Friday, May 9, 2008

"Judge Not, That Ye Be Not Judged"

I want to repeat the definitions of mercy cited in my previous post and discuss the implications of each one briefly. I think this will be a relatively short post, but it has hit me pretty hard as I've considered it this week. I am going to change the emphasis just as bit from the last post; instead of focusing on mercy itself in the definitions, I am going to focus on the human employment of mercy - "being merciful".

Mercy is:

1) leniency and compassion shown toward offenders by a person or agency charged with administering justice;
2) Forbearance to inflict harm under circumstances of provocation, when one has the power to inflict it.

These definitions make it clear that there are two distinct situations where "mercy" can be appropriate: when someone has authority to administer justice and when someone has the power to inflict harm - especially when harm is "justified" under provocation. It is the difference between "inflicting harm" and "administering justice" about which I have been thinking - and how that relates to being "merciful" and being "just".
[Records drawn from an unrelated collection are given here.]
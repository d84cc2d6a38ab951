use rand::rngs::StdRng;
use rand::seq::SliceRandom;
use rand::{Rng as _, SeedableRng};

/// Seedable randomness shared by every system of a round.
#[derive(Clone, Debug)]
pub struct Rng {
    inner: StdRng,
}

impl Rng {
    pub fn new(seed: u64) -> Self {
        Self {
            inner: StdRng::seed_from_u64(seed),
        }
    }

    pub fn pick_index(&mut self, len: usize) -> usize {
        if len <= 1 {
            return 0;
        }
        self.inner.random_range(0..len)
    }

    pub fn shuffle<T>(&mut self, items: &mut [T]) {
        items.shuffle(&mut self.inner);
    }
}
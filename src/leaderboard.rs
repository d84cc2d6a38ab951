use serde::{Deserialize, Serialize};

use crate::constants::LEADERBOARD_CAPACITY;
use crate::types::ScoreRecord;

/// Score-descending list of finished rounds, capped at `LEADERBOARD_CAPACITY`.
#[derive(Clone, Debug, Default, PartialEq, Eq, Serialize, Deserialize)]
#[serde(transparent)]
pub struct Leaderboard {
    entries: Vec<ScoreRecord>,
}

impl Leaderboard {
    pub fn new() -> Self {
        Self::default()
    }

    /// Rebuilds a board from records in any order, keeping the best ones.
    pub fn from_records(records: impl IntoIterator<Item = ScoreRecord>) -> Self {
        let mut board = Self::new();
        for record in records {
            board.add(record);
        }
        board
    }

    /// Inserts `record` after every entry with an equal or higher score.
    /// Returns the 1-based rank, or `None` when it falls off a full board.
    pub fn add(&mut self, record: ScoreRecord) -> Option<usize> {
        let pos = self
            .entries
            .iter()
            .position(|entry| record.score > entry.score)
            .unwrap_or(self.entries.len());
        if pos >= LEADERBOARD_CAPACITY {
            return None;
        }
        self.entries.insert(pos, record);
        self.entries.truncate(LEADERBOARD_CAPACITY);
        Some(pos + 1)
    }

    pub fn entries(&self) -> &[ScoreRecord] {
        &self.entries
    }

    pub fn len(&self) -> usize {
        self.entries.len()
    }

    pub fn is_empty(&self) -> bool {
        self.entries.is_empty()
    }

    pub fn top_score(&self) -> Option<u32> {
        self.entries.first().map(|entry| entry.score)
    }
}

#[cfg(test)]
mod tests {
    use super::*;
    use crate::types::{Difficulty, Skin};

    fn record(score: u32, skin: Skin) -> ScoreRecord {
        ScoreRecord {
            score,
            difficulty: Difficulty::Normal,
            skin,
        }
    }

    #[test]
    fn keeps_scores_descending_with_stable_ties() {
        let mut board = Leaderboard::new();
        assert_eq!(board.add(record(50, Skin::Yellow)), Some(1));
        assert_eq!(board.add(record(80, Skin::Yellow)), Some(1));
        assert_eq!(board.add(record(50, Skin::Green)), Some(3));
        assert_eq!(board.add(record(0, Skin::Pink)), Some(4));

        let scores: Vec<u32> = board.entries().iter().map(|entry| entry.score).collect();
        assert_eq!(scores, vec![80, 50, 50, 0]);
        assert_eq!(board.entries()[1].skin, Skin::Yellow);
        assert_eq!(board.entries()[2].skin, Skin::Green);
        assert_eq!(board.top_score(), Some(80));
    }

    #[test]
    fn caps_at_capacity() {
        let mut board = Leaderboard::new();
        for score in 1..=LEADERBOARD_CAPACITY as u32 {
            board.add(record(score * 10, Skin::Yellow));
        }
        assert_eq!(board.len(), LEADERBOARD_CAPACITY);
        assert_eq!(board.add(record(10, Skin::Pink)), None);
        assert_eq!(board.add(record(5, Skin::Pink)), None);
        assert_eq!(board.add(record(15, Skin::Pink)), Some(LEADERBOARD_CAPACITY));
        assert_eq!(board.len(), LEADERBOARD_CAPACITY);
        assert_eq!(board.entries().last().map(|entry| entry.score), Some(15));
    }

    #[test]
    fn from_records_sorts_and_trims() {
        let board = Leaderboard::from_records((0..15).map(|score| record(score, Skin::Yellow)));
        assert_eq!(board.len(), LEADERBOARD_CAPACITY);
        assert_eq!(board.top_score(), Some(14));
        assert_eq!(board.entries().last().map(|entry| entry.score), Some(5));
    }
}
use crate::types::Difficulty;

pub const TICK_RATE: u32 = 60;

pub const STARTING_LIVES: i32 = 3;
pub const START_COUNTDOWN_TICKS: u32 = 120;

pub const DOT_SCORE: u32 = 10;
pub const COMBO_BONUS: u32 = 10;
pub const COMBO_WINDOW_TICKS: u32 = 30;
pub const GHOST_EATEN_SCORE: u32 = 200;

pub const SCATTER_TICKS: u32 = 420;
pub const CHASE_TICKS: u32 = 1_740;
pub const FRIGHTENED_TICKS: u32 = 240;

pub const SPEED_BOOST_TICKS: u32 = 180;
pub const INVINCIBLE_TICKS: u32 = 180;

/// Tiles per tick the player's render position covers.
pub const PLAYER_STEP: f32 = 0.18;
pub const PLAYER_BOOST_MULTIPLIER: f32 = 1.5;
pub const GHOST_STEP: f32 = 0.14;
/// Distance below which an interpolated position snaps onto its tile.
pub const SNAP_EPSILON: f32 = 0.01;
/// Per-axis tolerance for the player's glide to commit a tile.
pub const ARRIVE_EPSILON: f32 = 0.05;

pub const AMBUSH_LOOKAHEAD: i32 = 4;
pub const FLANK_LOOKAHEAD: i32 = 2;
pub const OPPORTUNIST_RADIUS_SQ: i32 = 64;

pub const FALLBACK_PLAYER_SPAWN: (i32, i32) = (1, 1);
pub const FALLBACK_GHOST_SPAWN: (i32, i32) = (5, 5);

pub const LEADERBOARD_CAPACITY: usize = 10;

#[derive(Clone, Copy, Debug, PartialEq, Eq)]
pub struct DifficultyProfile {
    /// Adversaries make one discrete move every `decision_interval` ticks.
    pub decision_interval: u32,
    pub teleport_bonus: TeleportBonus,
}

#[derive(Clone, Copy, Debug, PartialEq, Eq)]
pub enum TeleportBonus {
    Grant(u32),
    Keep,
    Revoke,
}

pub fn get_difficulty_profile(difficulty: Difficulty) -> DifficultyProfile {
    match difficulty {
        Difficulty::Easy => DifficultyProfile {
            decision_interval: 30,
            teleport_bonus: TeleportBonus::Grant(2),
        },
        Difficulty::Normal => DifficultyProfile {
            decision_interval: 15,
            teleport_bonus: TeleportBonus::Keep,
        },
        Difficulty::Hard => DifficultyProfile {
            decision_interval: 8,
            teleport_bonus: TeleportBonus::Revoke,
        },
    }
}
The first situation requires a legitimate judge - someone who has been "charged with administering justice". We are told in scriptures that we are not judges, and in our own local congregations it is the bishop, and only the bishop, who has been thus "charged". Therefore, becoming more merciful applies to most of us only in the second sense of the word - "forbearance to inflict harm under circumstances of provocation, when one has the power to inflict it."

Why is this?

I believe it is because not one of us sees everything that must go into a "righteous judgment" clearly enough to make such a judgment. "Righteous" means "right with God", so a righteous judgment would be one that is consistent with what God would judge, knowing all the facts perfectly (completely and wholly). Since we "see through a glass darkly", we must err on the side of mercy and not "inflict harm" whenever possible. God, however, sees "face to face", so He is able to "judge righteous judgment". God can be "just"; our natural man cannot be "just"; our only hope of judging righteous judgment is to be in tune with the Holy Ghost, so that we can discern the will of God.

Bishops are able to act as judges in Israel specifically because they have been "charged with administering justice" - have been given the keys of discernment, if you will, to know what actions to take that would be consistent with the will of God. This is the main reason that disciplinary actions can vary so radically, even when the "objective facts" seem to be similar or even identical. There is SO much more that cannot be seen that affects what is truly "just" in each situation, so Bishops have latitude in many instances to recognize the differing will of God in seemingly similar situations - to administer justice through apparently contradictory actions.

One final point:

"Leniency" and "compassion" need not be administered only in extremes; they are not measured necessarily as all or nothing. The natural result of sin and transgression is a separation from the Godhead. Anything that lessens that separation - that allows it to be shortened in duration or lessened in intensity - can be seen literally as an application of leniency and compassion. If, for example, someone's actions have placed them in a position such that never-ending separation is "just", temporary excommunication can be merciful - as can disfellowshipment or probation.

In summary, our core beliefs include the concept that we, as regular, common members, have no right to judge others and inflict harm upon them - if it is in our power to forgive and not inflict harm. (Obviously, there are exceptions, as in cases of physical protection of ourselves and others.) Rather, our challenge is to allow those who have such a charge to exercise the authority they have been given and apply whatever level of leniency and compassion is appropriate in each situation to match the will of God.


Mama D said...

I like your thoughts on leniency and compassion, especially this sentence:
"Anything that lessens that separation - that allows it to be shortened in duration or lessened in intensity - can be seen literally as an application of leniency and compassion."

Thank you for sharing your insights!

sojourner said...

Many great points! May I never be called as "a person or agency charged with administering justice" or given "the power to inflict it." I would certainly end up hiding in a cave running away from the responsibility!!!

Christy said...

I think I get it. I am not one in position to offer mercy (except in my role as a mother), because it is not my place to pass judgement? I have certainly had experience in this area lately - trying not to pass judgement even when I've been wronged. So a lack of judgement is not the same as mercy - what would you call it? Charity, I hope.

Papa D said...

I think that's where it leads, Christy. I think the attitude of mercy (not judging, forgiving and being willing to not inflict harm) leads one inevitably to the true love of Christ.

Patty said...

I love how you've expanded your thoughts of mercy here.
I'm especially struck by the thought of excommunication being merciful- I've known a couple people who have been excommunicated and it took me awhile to realize just how merciful it was for them to be released from their covenants and be given the opportunity to fix what was wrong in their lives. It's amazing to see that kind of mercy work in someone's life.

Papa D said...

Patty, it's interesting that you would mention that part. I thought about being a little more comprehensive in the post, but decided to keep the focus very tightly on mercy.

I don't believe excommunication *automatically* is merciful (and I know you didn't imply that); if applied incorrectly ("unrighteously"), it can be devastating and cruel. That's why I don't envy those who serve as judges in Israel. The eternal significance of their actions is enough alone to argue that anyone who wants that position shouldn't be given it. It is an awesome responsibility - and I don't mean "cool".